The uprising and proclamation of the Catalan State on 6 October 1934, led by President Lluís Companys, returned the spotlight to the Castle. The military leaders who supported the rebellion were imprisoned in the Castle and it was the scene once again of court-martials and executions.
On 23 August 1936, the Committee of Antifascist Militias took possession of the Castle. With the aim of making this change of occupancy visible, a symbolic act was organised in which the parade ground became the Plaça de la Llibertat (the Liberty Square), a sign was hung at the entrance with the motto “Order, serenity and discipline”, and the Catalan flag was raised in a ceremony led by President Lluís Companys.

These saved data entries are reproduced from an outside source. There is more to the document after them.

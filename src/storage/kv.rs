//! Byte-oriented key-value stores
//!
//! The ledger is persisted as one record under a fixed key. [`FileStore`]
//! keeps each key in its own JSON file; [`MemoryStore`] keeps everything in
//! memory and can be told to reject writes.

use std::collections::HashMap;
use std::path::PathBuf;

use crate::error::{LedgerError, LedgerResult};

use super::file_io::{read_bytes, write_atomic};

/// Minimal durable store the persistence layer writes through
pub trait KeyValueStore {
    /// Fetch the bytes stored under `key`, if any
    fn get(&self, key: &str) -> LedgerResult<Option<Vec<u8>>>;

    /// Replace the bytes stored under `key`. A failed write must leave the
    /// previous value in place.
    fn put(&mut self, key: &str, value: &[u8]) -> LedgerResult<()>;
}

/// One `<key>.json` file per key inside a directory
#[derive(Debug, Clone)]
pub struct FileStore {
    dir: PathBuf,
}

impl FileStore {
    pub fn new(dir: PathBuf) -> Self {
        Self { dir }
    }

    pub fn dir(&self) -> &PathBuf {
        &self.dir
    }

    /// Path of the file backing `key`
    pub fn path_for(&self, key: &str) -> LedgerResult<PathBuf> {
        let valid = !key.is_empty()
            && key
                .chars()
                .all(|c| c.is_ascii_alphanumeric() || c == '-' || c == '_');
        if !valid {
            return Err(LedgerError::Storage(format!("Invalid storage key: {:?}", key)));
        }
        Ok(self.dir.join(format!("{}.json", key)))
    }
}

impl KeyValueStore for FileStore {
    fn get(&self, key: &str) -> LedgerResult<Option<Vec<u8>>> {
        read_bytes(self.path_for(key)?)
    }

    fn put(&mut self, key: &str, value: &[u8]) -> LedgerResult<()> {
        write_atomic(self.path_for(key)?, value)
    }
}

/// In-memory store
#[derive(Debug, Clone, Default)]
pub struct MemoryStore {
    entries: HashMap<String, Vec<u8>>,
    fail_writes: bool,
}

impl MemoryStore {
    pub fn new() -> Self {
        Self::default()
    }

    /// Make every subsequent `put` fail, leaving stored values untouched
    pub fn set_fail_writes(&mut self, fail: bool) {
        self.fail_writes = fail;
    }

    /// Seed a raw value, bypassing `fail_writes`
    pub fn insert_raw(&mut self, key: &str, value: impl Into<Vec<u8>>) {
        self.entries.insert(key.to_string(), value.into());
    }

    pub fn raw(&self, key: &str) -> Option<&[u8]> {
        self.entries.get(key).map(Vec::as_slice)
    }
}

impl KeyValueStore for MemoryStore {
    fn get(&self, key: &str) -> LedgerResult<Option<Vec<u8>>> {
        Ok(self.entries.get(key).cloned())
    }

    fn put(&mut self, key: &str, value: &[u8]) -> LedgerResult<()> {
        if self.fail_writes {
            return Err(LedgerError::Storage(format!(
                "Write rejected for key {:?}",
                key
            )));
        }
        self.entries.insert(key.to_string(), value.to_vec());
        Ok(())
    }
}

It soon went on to become a war base. The ERC militias were recruited there and it played an ineffective role as an antiaircraft gun position. Yet again, it was used for the internment and trial of political and military prisoners, with executions in the Santa Elena Moat. The main function of the Castle during the Civil War involved the repression and execution of the military leaders of the Alzamiento, sentenced by councils of war. Those accused of military rebellion were tried by military courts, and those accused of having Falangist or traditionalist affiliations and so on, by people’s courts. Following the events of May 1937, the prisoners held there were mainly accused of crimes of treason, espionage, sabotage, defeatism and anti-fascist dissent.
During the Civil War (1936-1939), nearly 1,500 people were imprisoned in Montjuïc Castle and about 250 were executed, mostly soldiers and civilians accused of high treason and espionage against the Republic. Only on 11 August 1938, sixty-two executions took place in the Santa Elena Moat.